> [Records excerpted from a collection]
-------

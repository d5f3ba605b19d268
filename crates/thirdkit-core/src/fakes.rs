//! Recording vendor fakes and capturing observers for unit tests.

use std::sync::Mutex;

use url::Url;

use crate::alipay::{AlipayApi, AlipayCompletion, AlipayReply};
use crate::apple_id::{
    AppleIdCredential, AppleIdProvider, AppleIdScope, AuthorizationCompletion,
    AuthorizationErrorCode,
};
use crate::compress::ImageCompressor;
use crate::errors::ThirdError;
use crate::login::{LoginObserver, LoginPlatform, LoginStatus};
use crate::payment::{PayObserver, PayPlatform, PayStatus};
use crate::share::{ShareObserver, ShareStatus};
use crate::wechat::{SendCompletion, UserActivity, WechatApi, WechatRequest};

pub(crate) struct FakeWechat {
    pub sent: Mutex<Vec<WechatRequest>>,
    /// When set, every send completes immediately with this value.
    pub deliver: Mutex<Option<bool>>,
    pub registered: Mutex<Vec<(String, String)>>,
    pub opened_urls: Mutex<Vec<String>>,
    pub universal_links: Mutex<Vec<UserActivity>>,
    pub handles_urls: Mutex<bool>,
    pub installed: Mutex<bool>,
    pub supported: Mutex<bool>,
    completions: Mutex<Vec<SendCompletion>>,
}

impl Default for FakeWechat {
    fn default() -> Self {
        Self {
            sent: Mutex::default(),
            deliver: Mutex::default(),
            registered: Mutex::default(),
            opened_urls: Mutex::default(),
            universal_links: Mutex::default(),
            handles_urls: Mutex::default(),
            installed: Mutex::default(),
            supported: Mutex::new(true),
            completions: Mutex::default(),
        }
    }
}

impl FakeWechat {
    /// Fire the oldest outstanding send completion.
    pub fn complete_send(&self, delivered: bool) {
        let completion = {
            let mut completions = self.completions.lock().unwrap();
            (!completions.is_empty()).then(|| completions.remove(0))
        };
        if let Some(completion) = completion {
            completion(delivered);
        }
    }
}

impl WechatApi for FakeWechat {
    fn register_app(&self, app_id: &str, universal_link: &str) -> bool {
        self.registered
            .lock()
            .unwrap()
            .push((app_id.to_string(), universal_link.to_string()));
        true
    }

    fn is_installed(&self) -> bool {
        *self.installed.lock().unwrap()
    }

    fn is_supported(&self) -> bool {
        *self.supported.lock().unwrap()
    }

    fn send(&self, request: WechatRequest, completion: SendCompletion) {
        self.sent.lock().unwrap().push(request);
        let deliver = *self.deliver.lock().unwrap();
        match deliver {
            Some(delivered) => completion(delivered),
            None => self.completions.lock().unwrap().push(completion),
        }
    }

    fn handle_open_url(&self, url: &Url) -> bool {
        self.opened_urls.lock().unwrap().push(url.to_string());
        *self.handles_urls.lock().unwrap()
    }

    fn handle_open_universal_link(&self, activity: &UserActivity) -> bool {
        self.universal_links.lock().unwrap().push(activity.clone());
        true
    }
}

#[derive(Default)]
pub(crate) struct FakeAlipay {
    pub orders: Mutex<Vec<(String, String)>>,
    pub processed_urls: Mutex<Vec<String>>,
    /// Reply delivered synchronously by `process_auth_result`.
    pub url_reply: Mutex<Option<AlipayReply>>,
    completions: Mutex<Vec<AlipayCompletion>>,
}

impl FakeAlipay {
    /// Fire the oldest outstanding `pay_order` completion.
    pub fn complete_order(&self, reply: AlipayReply) {
        let completion = {
            let mut completions = self.completions.lock().unwrap();
            (!completions.is_empty()).then(|| completions.remove(0))
        };
        if let Some(completion) = completion {
            completion(reply);
        }
    }
}

impl AlipayApi for FakeAlipay {
    fn pay_order(&self, order_code: &str, from_scheme: &str, completion: AlipayCompletion) {
        self.orders
            .lock()
            .unwrap()
            .push((order_code.to_string(), from_scheme.to_string()));
        self.completions.lock().unwrap().push(completion);
    }

    fn process_auth_result(&self, url: &Url, completion: AlipayCompletion) {
        self.processed_urls.lock().unwrap().push(url.to_string());
        let reply = self.url_reply.lock().unwrap().clone();
        if let Some(reply) = reply {
            completion(reply);
        }
    }
}

#[derive(Default)]
pub(crate) struct FakeAppleId {
    pub requests: Mutex<Vec<Vec<AppleIdScope>>>,
    completions: Mutex<Vec<AuthorizationCompletion>>,
}

impl FakeAppleId {
    pub fn complete(&self, result: Result<AppleIdCredential, AuthorizationErrorCode>) {
        let completion = self.completions.lock().unwrap().pop();
        if let Some(completion) = completion {
            completion(result);
        }
    }
}

impl AppleIdProvider for FakeAppleId {
    fn perform_request(&self, scopes: &[AppleIdScope], completion: AuthorizationCompletion) {
        self.requests.lock().unwrap().push(scopes.to_vec());
        self.completions.lock().unwrap().push(completion);
    }
}

#[derive(Default)]
pub(crate) struct FakeCompressor {
    pub ceilings: Mutex<Vec<usize>>,
    pub fail: Mutex<bool>,
}

impl FakeCompressor {
    pub const OUTPUT: &'static [u8] = b"jpeg";
}

impl ImageCompressor for FakeCompressor {
    fn compress_under(&self, source: &[u8], ceiling: usize) -> Result<Vec<u8>, ThirdError> {
        self.ceilings.lock().unwrap().push(ceiling);
        if *self.fail.lock().unwrap() {
            return Err(ThirdError::ResourceTooLarge {
                size: source.len(),
                ceiling,
            });
        }
        Ok(Self::OUTPUT.to_vec())
    }
}

#[derive(Default)]
pub(crate) struct PayCapture {
    events: Mutex<Vec<(PayStatus, Option<PayPlatform>)>>,
}

impl PayCapture {
    pub fn events(&self) -> Vec<(PayStatus, Option<PayPlatform>)> {
        self.events.lock().unwrap().clone()
    }

    pub fn statuses(&self) -> Vec<PayStatus> {
        self.events().into_iter().map(|(status, _)| status).collect()
    }
}

impl PayObserver for PayCapture {
    fn on_pay_complete(&self, status: &PayStatus, platform: Option<&PayPlatform>) {
        self.events
            .lock()
            .unwrap()
            .push((status.clone(), platform.cloned()));
    }
}

#[derive(Default)]
pub(crate) struct LoginCapture {
    events: Mutex<Vec<(LoginStatus, Option<LoginPlatform>)>>,
}

impl LoginCapture {
    pub fn events(&self) -> Vec<(LoginStatus, Option<LoginPlatform>)> {
        self.events.lock().unwrap().clone()
    }

    pub fn statuses(&self) -> Vec<LoginStatus> {
        self.events().into_iter().map(|(status, _)| status).collect()
    }
}

impl LoginObserver for LoginCapture {
    fn on_login_complete(&self, status: &LoginStatus, platform: Option<&LoginPlatform>) {
        self.events
            .lock()
            .unwrap()
            .push((status.clone(), platform.cloned()));
    }
}

#[derive(Default)]
pub(crate) struct ShareCapture {
    statuses: Mutex<Vec<ShareStatus>>,
}

impl ShareCapture {
    pub fn statuses(&self) -> Vec<ShareStatus> {
        self.statuses.lock().unwrap().clone()
    }
}

impl ShareObserver for ShareCapture {
    fn on_share_complete(&self, status: &ShareStatus) {
        self.statuses.lock().unwrap().push(status.clone());
    }
}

-------

> [Required work] The expected output is each line of the records above that includes the word "SendCompletion".

> [Solution]
use crate::wechat::{SendCompletion, UserActivity, WechatApi, WechatRequest};
    completions: Mutex<Vec<SendCompletion>>,
    fn send(&self, request: WechatRequest, completion: SendCompletion) {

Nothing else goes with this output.